The 2023–24 Vermont Catamounts men's ice hockey season was the 68th season of play for the program, the 51st at the Division I level and the 19th in Hockey East. The Catamounts represented the University of Vermont, played their home games at the Gutterson Fieldhouse and were coached by Steve Wiedler in his 1st season.

==Season==
During the summer, Todd Woodcroft was fired after an internal investigation by the college determine that the coach had exchanged inappropriate text messages with a student. Because the investigation had taken four months, by the time it concluded there was relatively little time to conduct a hiring search before this season. The Athletic department chose simply to promote Steve Wiedler to interim head coach and keep the rest of the staff in place.

With off ice issues settled for the moment, the team set about fixing their biggest problem: the lack of offense.
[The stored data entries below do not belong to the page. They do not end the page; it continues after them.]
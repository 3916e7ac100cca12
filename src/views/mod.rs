//! View models for the dashboard panels
//!
//! Each builder takes an immutable [`ContextSnapshot`](crate::context::ContextSnapshot)
//! and the [`AssetHealthModel`](crate::asset_health::AssetHealthModel) and returns
//! a serializable view. The twin also hands back the snapshot it wants committed.

pub mod rca;
pub mod strategy;
pub mod twin;

pub use rca::{build_rca_view, generate_sop, RcaStatus, RcaView};
pub use strategy::{build_strategy_view, format_usd, Pillar, StrategyStatus, StrategyView};
pub use twin::{render_twin, TwinMode, TwinView};

/// Render a reading the way the dashboard prints it: shortest form, no trailing zeros.
pub(crate) fn format_reading(rms: f64) -> String {
    let rounded = (rms * 1000.0).round() / 1000.0;
    format!("{rounded}")
}
//! System-wide default constants.
//!
//! Grouped by subsystem for easy discovery.

// ============================================================================
// Context
// ============================================================================

/// Vibration reading a fresh or reset context starts from (in/s RMS).
pub const DEFAULT_VIBRATION_RMS: f64 = 0.05;

/// Carbon waste a fresh or reset context starts from (lbs CO2 / hr).
pub const DEFAULT_CARBON_WASTE_LBS_PER_HOUR: f64 = 0.0;

// ============================================================================
// Physics
// ============================================================================

/// Pump efficiency at the design duty point.
pub const BASE_EFFICIENCY: f64 = 0.85;

/// Motor power at the design duty point (kW).
pub const IDEAL_POWER_KW: f64 = 65.0;

/// EPA eGRID 2023 average emission factor (lbs CO2 / kWh).
pub const EGRID_CO2_LBS_PER_KWH: f64 = 0.85;

/// Industrial electricity rate (USD / kWh).
pub const ENERGY_RATE_USD_PER_KWH: f64 = 0.12;

/// Operating hours in a year, assuming continuous duty.
pub const HOURS_PER_YEAR: f64 = 24.0 * 365.0;

// ============================================================================
// Telemetry
// ============================================================================

/// Per-line read timeout on the telemetry subscription (seconds).
pub const TELEMETRY_READ_TIMEOUT_SECS: u64 = 30;

/// Connect timeout for the telemetry broker (seconds).
pub const TELEMETRY_CONNECT_TIMEOUT_SECS: u64 = 10;

/// Reconnection attempts before the feed gives up.
pub const TELEMETRY_MAX_RECONNECT_ATTEMPTS: u32 = 10;

/// First reconnection delay; doubles each attempt (seconds).
pub const TELEMETRY_INITIAL_RECONNECT_DELAY_SECS: u64 = 1;

/// Reconnection delay cap (seconds).
pub const TELEMETRY_MAX_RECONNECT_DELAY_SECS: u64 = 30;

// ============================================================================
// Digital Twin
// ============================================================================

/// Hourly points in the vibration trend, current hour included.
pub const TREND_HOURS: u32 = 24;

/// Lower bound of the simulated background vibration (in/s RMS).
pub const TREND_NOISE_MIN: f64 = 0.04;

/// Upper bound of the simulated background vibration (in/s RMS).
pub const TREND_NOISE_MAX: f64 = 0.07;

// ============================================================================
// Mock Sensor
// ============================================================================

/// Publishing interval of the mock sensor (milliseconds).
pub const MOCK_SENSOR_INTERVAL_MS: u64 = 2_000;

/// Lowest vibration the mock sensor emits (in/s RMS).
pub const MOCK_SENSOR_MIN_RMS: f64 = 0.02;

/// Highest vibration the mock sensor emits (in/s RMS).
pub const MOCK_SENSOR_MAX_RMS: f64 = 0.8;

/// Default address the mock sensor serves subscribers on.
pub const MOCK_SENSOR_ADDR: &str = "127.0.0.1:1883";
The '23 Catamounts were one of the worst scoring team in the country, averaging less than 2 goals per game. Being so, it was perhaps a good thing that there were so many new faces for the program in '24. The team had trouble out of the gate with the new roster and coach struggling to find consistency. Vermont, too, was hampered by the vast strides for the rest of the conference as Hockey East was the top ranked league in college hockey that season. However, despite the difficulties, the Catamounts were able to take a step forward and climb out of the cellar.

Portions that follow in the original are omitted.